RECORD SET Block Start

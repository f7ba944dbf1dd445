//! Built-in theme catalog.

use crate::palette::ThemePalette;
use serde::{Deserialize, Deserializer, Serialize, Serializer};
use std::fmt::{Display, Formatter};

/// Built-in theme catalog.
#[derive(Clone, Copy, Debug, Default, PartialEq, Eq, Hash)]
pub enum ThemeKind {
    /// Navy page with blue accents.
    Dark,
    /// Near-black page with cyan and violet accents.
    #[default]
    Neon,
    /// Off-white page with soft teal and pink accents.
    Pastel,
}

impl ThemeKind {
    /// User-facing display name, also the config value.
    pub fn display_name(self) -> &'static str {
        match self {
            Self::Dark => "Dark",
            Self::Neon => "Neon",
            Self::Pastel => "Pastel",
        }
    }

    /// Full theme list, in picker order.
    pub fn all() -> &'static [ThemeKind] {
        const THEMES: [ThemeKind; 3] = [ThemeKind::Dark, ThemeKind::Neon, ThemeKind::Pastel];
        &THEMES
    }

    /// Resolve a theme name. Unknown names fall back to the default theme.
    pub fn from_name(name: &str) -> Self {
        match name.trim() {
            n if n.eq_ignore_ascii_case("dark") => Self::Dark,
            n if n.eq_ignore_ascii_case("pastel") => Self::Pastel,
            n => {
                if !n.eq_ignore_ascii_case("neon") {
                    tracing::debug!(theme = n, "unknown theme name, using Neon");
                }
                Self::Neon
            }
        }
    }

    /// Colors for this theme.
    pub fn palette(self) -> ThemePalette {
        match self {
            Self::Dark => ThemePalette::from_hex(0x0B1020, 0xE5E7EB, 0x60A5FA, 0x2563EB),
            Self::Pastel => ThemePalette::from_hex(0xF7F7FB, 0x1E293B, 0x8BD3DD, 0xF6C2D9),
            Self::Neon => ThemePalette::from_hex(0x070711, 0xF8FAFC, 0x22D3EE, 0xA78BFA),
        }
    }
}

impl Display for ThemeKind {
    fn fmt(&self, f: &mut Formatter<'_>) -> std::fmt::Result {
        f.write_str(self.display_name())
    }
}

impl Serialize for ThemeKind {
    fn serialize<S: Serializer>(&self, serializer: S) -> Result<S::Ok, S::Error> {
        serializer.serialize_str(self.display_name())
    }
}

impl<'de> Deserialize<'de> for ThemeKind {
    fn deserialize<D: Deserializer<'de>>(deserializer: D) -> Result<Self, D::Error> {
        let name = String::deserialize(deserializer)?;
        Ok(ThemeKind::from_name(&name))
    }
}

RECORD SET Block End

#### ASSIGNMENT
Print the listing exactly. Every line must match.

#### RESPONSE AREA
repository f7ba944dbf1dd445
//! Built-in theme catalog.

use crate::palette::ThemePalette;
use serde::{Deserialize, Deserializer, Serialize, Serializer};
use std::fmt::{Display, Formatter};

/// Built-in theme catalog.
#[derive(Clone, Copy, Debug, Default, PartialEq, Eq, Hash)]
pub enum ThemeKind {
    /// Navy page with blue accents.
    Dark,
    /// Near-black page with cyan and violet accents.
    #[default]
    Neon,
    /// Off-white page with soft teal and pink accents.
    Pastel,
}

impl ThemeKind {
    /// User-facing display name, also the config value.
    pub fn display_name(self) -> &'static str {
        match self {
            Self::Dark => "Dark",
            Self::Neon => "Neon",
            Self::Pastel => "Pastel",
        }
    }

    /// Full theme list, in picker order.
    pub fn all() -> &'static [ThemeKind] {
        const THEMES: [ThemeKind; 3] = [ThemeKind::Dark, ThemeKind::Neon, ThemeKind::Pastel];
        &THEMES
    }

    /// Resolve a theme name. Unknown names fall back to the default theme.
    pub fn from_name(name: &str) -> Self {
        match name.trim() {
            n if n.eq_ignore_ascii_case("dark") => Self::Dark,
            n if n.eq_ignore_ascii_case("pastel") => Self::Pastel,
            n => {
                if !n.eq_ignore_ascii_case("neon") {
                    tracing::debug!(theme = n, "unknown theme name, using Neon");
                }
                Self::Neon
            }
        }
    }

    /// Colors for this theme.
    pub fn palette(self) -> ThemePalette {
        match self {
            Self::Dark => ThemePalette::from_hex(0x0B1020, 0xE5E7EB, 0x60A5FA, 0x2563EB),
            Self::Pastel => ThemePalette::from_hex(0xF7F7FB, 0x1E293B, 0x8BD3DD, 0xF6C2D9),
            Self::Neon => ThemePalette::from_hex(0x070711, 0xF8FAFC, 0x22D3EE, 0xA78BFA),
        }
    }
}

impl Display for ThemeKind {
    fn fmt(&self, f: &mut Formatter<'_>) -> std::fmt::Result {
        f.write_str(self.display_name())
    }
}

impl Serialize for ThemeKind {
    fn serialize<S: Serializer>(&self, serializer: S) -> Result<S::Ok, S::Error> {
        serializer.serialize_str(self.display_name())
    }
}

impl<'de> Deserialize<'de> for ThemeKind {
    fn deserialize<D: Deserializer<'de>>(deserializer: D) -> Result<Self, D::Error> {
        let name = String::deserialize(deserializer)?;
        Ok(ThemeKind::from_name(&name))
    }
}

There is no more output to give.